====== GIVEN ENTRIES ======

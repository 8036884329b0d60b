//! API response types.

use clinica_core::{ClinicaError, ErrorResponse};
use axum::{
    http::StatusCode,
    response::{IntoResponse, Response},
    Json,
};
use serde::{Deserialize, Serialize};
use tracing::error;

/// Standard API response wrapper.
#[derive(Debug, Clone, Serialize, Deserialize)]
pub struct ApiResponse<T> {
    pub success: bool,
    #[serde(skip_serializing_if = "Option::is_none")]
    pub data: Option<T>,
    #[serde(skip_serializing_if = "Option::is_none")]
    pub error: Option<ErrorResponse>,
}

impl<T> ApiResponse<T> {
    /// Creates a successful response.
    pub fn success(data: T) -> Self {
        Self {
            success: true,
            data: Some(data),
            error: None,
        }
    }

    /// Creates an error response.
    pub fn error(error: ErrorResponse) -> ApiResponse<()> {
        ApiResponse {
            success: false,
            data: None,
            error: Some(error),
        }
    }
}

/// Application error type for Axum.
#[derive(Debug)]
pub struct AppError(pub ClinicaError);

impl From<ClinicaError> for AppError {
    fn from(err: ClinicaError) -> Self {
        Self(err)
    }
}

impl IntoResponse for AppError {
    fn into_response(self) -> Response {
        let status = StatusCode::from_u16(self.0.status_code())
            .unwrap_or(StatusCode::INTERNAL_SERVER_ERROR);

        if status.is_server_error() {
            error!("Request failed: {}", self.0);
        }

        let error_response = ErrorResponse::from_error(&self.0);
        let body = Json(ApiResponse::<()>::error(error_response));

        (status, body).into_response()
    }
}

/// Result type for Axum handlers.
pub type ApiResult<T> = Result<Json<ApiResponse<T>>, AppError>;

/// Helper to create a success response.
pub fn ok<T: Serialize>(data: T) -> ApiResult<T> {
    Ok(Json(ApiResponse::success(data)))
}

/// Helper to create a created (201) response.
pub fn created<T: Serialize>(data: T) -> (StatusCode, Json<ApiResponse<T>>) {
    (StatusCode::CREATED, Json(ApiResponse::success(data)))
}

/// Helper to create a no content (204) response.
pub fn no_content() -> StatusCode {
    StatusCode::NO_CONTENT
}
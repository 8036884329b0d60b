//! Cache store trait for abstracted caching operations.

use clinica_core::{ClinicaError, ClinicaResult, DiseaseHistory, Interface, Patient};
use async_trait::async_trait;
use serde::{de::DeserializeOwned, Serialize};
use std::collections::HashMap;
use std::time::Duration;

#[cfg(test)]
use mockall::automock;

/// Key-value store with per-key expiry.
///
/// Owns no domain logic. Errors reaching the store are reported as
/// `ClinicaError::Cache` and never folded into a miss. A key holding a value
/// of the wrong shape for the operation is reported as `CorruptCacheEntry`.
#[cfg_attr(test, automock)]
#[async_trait]
pub trait CacheStore: Interface + Send + Sync {
    /// Gets a string value. Returns `None` if the key is absent or expired.
    async fn get_raw(&self, key: &str) -> ClinicaResult<Option<String>>;

    /// Sets a string value with a TTL, overwriting unconditionally.
    async fn set_raw(&self, key: &str, value: &str, ttl: Duration) -> ClinicaResult<()>;

    /// Deletes a key. Deleting an absent key is not an error.
    ///
    /// Returns `true` if the key existed.
    async fn delete(&self, key: &str) -> ClinicaResult<bool>;

    /// Deletes every key matching a glob pattern (`*` and `?`).
    ///
    /// Returns the number of keys deleted.
    async fn delete_pattern(&self, pattern: &str) -> ClinicaResult<u64>;

    /// Reads every field of a hash. Absent keys yield an empty map.
    async fn hash_get(&self, key: &str) -> ClinicaResult<HashMap<String, String>>;

    /// Replaces a hash with the given fields and sets its TTL.
    async fn hash_set(&self, key: &str, fields: &[(String, String)], ttl: Duration) -> ClinicaResult<()>;

    /// Appends a value to the tail of a list. Returns the new length.
    async fn list_push(&self, key: &str, value: &str) -> ClinicaResult<u64>;

    /// Reads a list range with inclusive bounds.
    ///
    /// Negative indices count from the tail, so `(0, -1)` is the whole list.
    async fn list_range(&self, key: &str, start: isize, stop: isize) -> ClinicaResult<Vec<String>>;

    /// Verifies the store is reachable.
    async fn ping(&self) -> ClinicaResult<()>;

    /// Check if caching is enabled.
    fn is_enabled(&self) -> bool;
}

/// Values that can be cached as JSON blobs.
pub trait Cached: Serialize + DeserializeOwned + Send + Sync {
    /// Returns false when a decoded value lacks a required identifier.
    fn is_intact(&self) -> bool;
}

impl Cached for DiseaseHistory {
    fn is_intact(&self) -> bool {
        !self.id.is_blank() && !self.patient_id.is_blank()
    }
}

impl Cached for Patient {
    fn is_intact(&self) -> bool {
        !self.id.is_blank() && self.disease_history.iter().all(Cached::is_intact)
    }
}

impl<T: Cached> Cached for Vec<T> {
    fn is_intact(&self) -> bool {
        self.iter().all(Cached::is_intact)
    }
}

/// Typed JSON access on top of [`CacheStore`].
#[async_trait]
pub trait CacheStoreExt: CacheStore {
    /// Gets and decodes a cached value.
    ///
    /// A value that does not decode, or decodes without its identifiers, is
    /// reported as `CorruptCacheEntry`.
    async fn get<T: Cached>(&self, key: &str) -> ClinicaResult<Option<T>> {
        let Some(json) = self.get_raw(key).await? else {
            return Ok(None);
        };

        let value: T =
            serde_json::from_str(&json).map_err(|e| ClinicaError::corrupt_entry(key, e))?;
        if !value.is_intact() {
            return Err(ClinicaError::corrupt_entry(key, "missing identifier"));
        }
        Ok(Some(value))
    }

    /// Encodes and caches a value.
    async fn set<T: Serialize + Send + Sync>(
        &self,
        key: &str,
        value: &T,
        ttl: Duration,
    ) -> ClinicaResult<()> {
        let json = serde_json::to_string(value)?;
        self.set_raw(key, &json, ttl).await
    }
}

impl<T: CacheStore + ?Sized> CacheStoreExt for T {}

======

• _INSTRUCTIONS FOR THE TASK_
Please report the number of lines in this material holding the word "CacheStore", and add no other words.

• _RESPONSE TO THIS TASK_
4